The Question: Let ${(f_{n}): \mathbb{R} \rightarrow \mathbb{R}}$ be a sequence of continuously differentiable functions such that the sequence of derivatives ${f'_{n}: \mathbb{R} \rightarrow \mathbb{R} }$ is uniformily convergent and the sequence ${f_n(0)}$ is convergent. Prove that $f_{n}(x)$ is pointwise convergent.
The attempt:
Here is what I have.
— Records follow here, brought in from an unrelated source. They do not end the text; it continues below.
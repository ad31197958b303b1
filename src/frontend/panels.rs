use super::effects::{Reveal, TiltCard};
use super::hooks::use_narrow;
use super::random_seed;
use crate::config::site_config;
use crate::content::{article_number, SocialLink, SocialNetwork, ARTICLES, PROJECTS, SOCIAL_LINKS};
use crate::heatmap::{
    generate_month, intensity_level, weeks, ContributionDay, ContributionStats, DAY_LABELS_FULL,
    DAY_LABELS_SHORT, LEGEND_COUNTS,
};
use crate::holdings::{format_price, format_signed_pct, HoldingsSummary, HoldingsTab, DATA_AS_OF};
use chrono::NaiveDate;
use rand::{rngs::SmallRng, SeedableRng};
use yew::prelude::*;

#[derive(Properties, PartialEq)]
struct StatTileProps {
    #[prop_or_default]
    icon: Option<AttrValue>,
    value: AttrValue,
    label: AttrValue,
    #[prop_or_default]
    tone: Option<&'static str>,
}

#[function_component(StatTile)]
fn stat_tile(props: &StatTileProps) -> Html {
    html! {
        <div class={classes!("stat-tile", props.tone)}>
            if let Some(icon) = props.icon.clone() {
                <div class="stat-icon" aria-hidden="true">{icon}</div>
            }
            <div class="stat-value">{props.value.clone()}</div>
            <div class="stat-label">{props.label.clone()}</div>
        </div>
    }
}

#[function_component(HeatmapPanel)]
pub fn heatmap_panel() -> Html {
    let config = site_config();
    let narrow = use_narrow();
    let days = use_memo((config.heatmap_year, config.heatmap_month), |(year, month)| {
        generate_month(&mut SmallRng::seed_from_u64(random_seed()), *year, *month)
    });
    let hovered = use_state_eq(|| None::<NaiveDate>);

    let stats = ContributionStats::from_days(&days);
    let labels = if narrow { DAY_LABELS_SHORT } else { DAY_LABELS_FULL };

    let cell = |day: Option<&ContributionDay>| {
        let Some(day) = day else {
            return html! { <div class="heat-cell is-blank" /> };
        };

        let date = day.date;
        let is_hovered = *hovered == Some(date);
        let onmouseenter = {
            let hovered = hovered.clone();
            Callback::from(move |_: MouseEvent| hovered.set(Some(date)))
        };
        let onmouseleave = {
            let hovered = hovered.clone();
            Callback::from(move |_: MouseEvent| hovered.set(None))
        };
        let onclick = {
            let hovered = hovered.clone();
            Callback::from(move |_: MouseEvent| {
                hovered.set(if is_hovered { None } else { Some(date) });
            })
        };

        html! {
            <div
                class={classes!(
                    "heat-cell",
                    format!("level-{}", day.level()),
                    is_hovered.then_some("is-hovered"),
                    (is_hovered && day.count > 0).then_some("is-glowing")
                )}
                title={day.describe()}
                onmouseenter={(!narrow).then_some(onmouseenter)}
                onmouseleave={(!narrow).then_some(onmouseleave)}
                onclick={narrow.then_some(onclick)}
            />
        }
    };

    let hovered_day = (*hovered).and_then(|date| days.iter().find(|day| day.date == date));

    html! {
        <div class="heatmap">
            <div class="stat-row">
                <StatTile icon="\u{1F525}" value={stats.total.to_string()} label="Contributions" />
                <StatTile
                    icon="\u{1F4C5}"
                    value={format!("{}/{}", stats.active_days, stats.days)}
                    label="Active Days"
                />
                <StatTile icon="\u{26A1}" value={format!("{}d", stats.longest_streak)} label="Best Streak" />
            </div>
            <div class="heatmap-board">
                <div class="heatmap-grid">
                    <div class="heatmap-labels">
                        { for labels.iter().map(|label| html! { <div class="heatmap-label">{*label}</div> }) }
                    </div>
                    <div class="heatmap-weeks">
                        { for weeks(&days).into_iter().map(|week| html! {
                            <div class="heatmap-week">
                                { for week.into_iter().map(&cell) }
                            </div>
                        }) }
                    </div>
                </div>
                if let Some(day) = hovered_day {
                    <div class="heatmap-detail">{day.describe()}</div>
                }
                <div class="heatmap-legend">
                    <span>{"Less"}</span>
                    { for LEGEND_COUNTS.iter().map(|count| html! {
                        <div class={classes!("heat-swatch", format!("level-{}", intensity_level(*count)))} />
                    }) }
                    <span>{"More"}</span>
                </div>
            </div>
        </div>
    }
}

#[function_component(HoldingsPanel)]
pub fn holdings_panel() -> Html {
    let narrow = use_narrow();
    let tab = use_state_eq(HoldingsTab::default);

    let holdings = tab.holdings();
    let summary = HoldingsSummary::for_tab(*tab);
    let average_tone = if summary.average_ytd_pct >= 0.0 { "is-gain" } else { "is-loss" };

    let tabs = HoldingsTab::ALL.iter().map(|candidate| {
        let candidate = *candidate;
        let onclick = {
            let tab = tab.clone();
            Callback::from(move |_: MouseEvent| tab.set(candidate))
        };

        html! {
            <button
                type="button"
                class={classes!("holdings-tab", (*tab == candidate).then_some("is-active"))}
                aria-pressed={(*tab == candidate).to_string()}
                onclick={onclick}
            >
                {format!("{} ({})", candidate.label(), candidate.count())}
            </button>
        }
    });

    let rows = holdings.iter().enumerate().map(|(index, holding)| {
        let tone = if holding.is_gain() { "is-gain" } else { "is-loss" };

        html! {
            <Reveal key={holding.ticker} delay={index as f64 * 0.05}>
                <div class={classes!("holding-row", tone)}>
                    <div class="holding-identity">
                        <div class="holding-arrow" aria-hidden="true">
                            {if holding.is_gain() { "\u{2191}" } else { "\u{2193}" }}
                        </div>
                        <div>
                            <div class="holding-ticker">{holding.ticker}</div>
                            <div class="holding-name">{if narrow { holding.sector } else { holding.name }}</div>
                        </div>
                    </div>
                    <div class="holding-figures">
                        if !narrow {
                            <div class="holding-price">
                                <div>{format_price(holding.price)}</div>
                                <div class="holding-sector">{holding.sector}</div>
                            </div>
                        }
                        <div class="holding-ytd">{format_signed_pct(holding.ytd_pct)}</div>
                        if !narrow {
                            <div class="holding-bar-track">
                                <div class="holding-bar" style={format!("width: {:.1}%;", holding.bar_width_pct())} />
                            </div>
                        }
                    </div>
                </div>
            </Reveal>
        }
    });

    html! {
        <div class="holdings">
            <div class="stat-row">
                <StatTile value={format_signed_pct(summary.average_ytd_pct)} label="Avg YTD" tone={average_tone} />
                <StatTile value={summary.winners.to_string()} label="Winners" tone="is-gain" />
                <StatTile value={summary.losers.to_string()} label="Losers" tone="is-loss" />
            </div>
            <div class="holdings-tabs" role="group" aria-label="Holding categories">
                { for tabs }
            </div>
            <div class="holdings-list">
                { for rows }
            </div>
            <p class="footnote">{format!("Data as of {DATA_AS_OF} \u{00B7} Not financial advice")}</p>
        </div>
    }
}

#[function_component(WritingsList)]
pub fn writings_list() -> Html {
    let narrow = use_narrow();

    html! {
        <div class="writings">
            { for ARTICLES.iter().enumerate().map(|(index, article)| html! {
                <Reveal key={article.title} delay={index as f64 * 0.1}>
                    <article class="article-card">
                        <div class="article-number" aria-hidden="true">{article_number(index)}</div>
                        <div class="article-body">
                            <span class="badge">{"Coming Soon"}</span>
                            <h3>{article.title}</h3>
                            if !narrow {
                                <p class="muted">{article.description}</p>
                            }
                            <div class="tag-row">
                                { for article.tags.iter().map(|tag| html! { <span class="tag">{*tag}</span> }) }
                            </div>
                        </div>
                    </article>
                </Reveal>
            }) }
        </div>
    }
}

#[function_component(ProjectCards)]
pub fn project_cards() -> Html {
    let narrow = use_narrow();

    html! {
        <div class="projects">
            { for PROJECTS.iter().enumerate().map(|(index, project)| html! {
                <Reveal key={project.title} delay={0.1 * (index + 1) as f64}>
                    <TiltCard class="project-card">
                        <div class="project-header">
                            <div class={classes!("project-icon", project.accent)} aria-hidden="true">{project.icon}</div>
                            <div>
                                <h3>{project.title}</h3>
                                <span class="project-label">{project.label}</span>
                            </div>
                        </div>
                        if !narrow {
                            <p class="muted">{project.description}</p>
                        }
                        <div class="tag-row">
                            { for project.tags.iter().map(|tag| html! { <span class="tag pill">{*tag}</span> }) }
                        </div>
                    </TiltCard>
                </Reveal>
            }) }
            <Reveal delay={0.3}>
                <TiltCard class="project-card is-placeholder">
                    <div class="placeholder-icon" aria-hidden="true">{"\u{1F52E}"}</div>
                    <h3>{"More Coming Soon"}</h3>
                    <p class="muted">{"New projects will appear here as I build them."}</p>
                </TiltCard>
            </Reveal>
        </div>
    }
}

fn social_icon(network: SocialNetwork) -> Html {
    match network {
        SocialNetwork::X => html! {
            <svg viewBox="0 0 24 24" fill="currentColor" aria-hidden="true">
                <path d="M18.244 2.25h3.308l-7.227 8.26 8.502 11.24H16.17l-5.214-6.817L4.99 21.75H1.68l7.73-8.835L1.254 2.25H8.08l4.713 6.231zm-1.161 17.52h1.833L7.084 4.126H5.117z" />
            </svg>
        },
        SocialNetwork::Instagram => html! {
            <svg
                viewBox="0 0 24 24"
                fill="none"
                stroke="currentColor"
                stroke-width="1.8"
                stroke-linecap="round"
                stroke-linejoin="round"
                aria-hidden="true"
            >
                <rect x="2" y="2" width="20" height="20" rx="5" ry="5" />
                <circle cx="12" cy="12" r="5" />
                <circle cx="17.5" cy="6.5" r="1.2" fill="currentColor" stroke="none" />
            </svg>
        },
        SocialNetwork::GitHub => html! {
            <svg viewBox="0 0 24 24" fill="currentColor" aria-hidden="true">
                <path d="M12 0C5.37 0 0 5.37 0 12c0 5.31 3.435 9.795 8.205 11.385.6.105.825-.255.825-.57 0-.285-.015-1.23-.015-2.235-3.015.555-3.795-.735-4.035-1.41-.135-.345-.72-1.41-1.23-1.695-.42-.225-1.02-.78-.015-.795.945-.015 1.62.87 1.845 1.23 1.08 1.815 2.805 1.305 3.495.99.105-.78.42-1.305.765-1.605-2.67-.3-5.46-1.335-5.46-5.925 0-1.305.465-2.385 1.23-3.225-.12-.3-.54-1.53.12-3.18 0 0 1.005-.315 3.3 1.23.96-.27 1.98-.405 3-.405s2.04.135 3 .405c2.295-1.56 3.3-1.23 3.3-1.23.66 1.65.24 2.88.12 3.18.765.84 1.23 1.905 1.23 3.225 0 4.605-2.805 5.625-5.475 5.925.435.375.81 1.095.81 2.22 0 1.605-.015 2.895-.015 3.3 0 .315.225.69.825.57A12.02 12.02 0 0024 12c0-6.63-5.37-12-12-12z" />
            </svg>
        },
    }
}

#[function_component(SocialLinks)]
pub fn social_links() -> Html {
    html! {
        <div class="social-links">
            { for SOCIAL_LINKS.iter().map(|link: &SocialLink| html! {
                <a
                    class="social-link"
                    href={link.url}
                    target="_blank"
                    rel="noopener noreferrer"
                    aria-label={link.label}
                >
                    {social_icon(link.network)}
                </a>
            }) }
        </div>
    }
}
I need to show $\lim_{n \rightarrow \infty} f_{n}(x) = f(x)$ , or equivently, $\lim_{n \rightarrow \infty} f_{n}(x) -f(x) = 0$
Let $\epsilon > 0$ and let $x_{0} \in \mathbb{R}.$
Then,
$\lim_{n \rightarrow \infty} (f_{n}(x) -f(x)) = \lim_{n \rightarrow \infty} (x-x_{0})\frac{(f_{n}(x) -f(x))}{(x-x_{0})} = \lim_{n \rightarrow \infty} (x-x_{0})\frac{(f_{n}(x) -f_{n}(x_{0}) +f_{n}(x_{0}) -f(x))}{(x-x_{0})}$.
This is where I am stuck. I am not sure where to go at this point. Am I on the right track?
Thank you very much!!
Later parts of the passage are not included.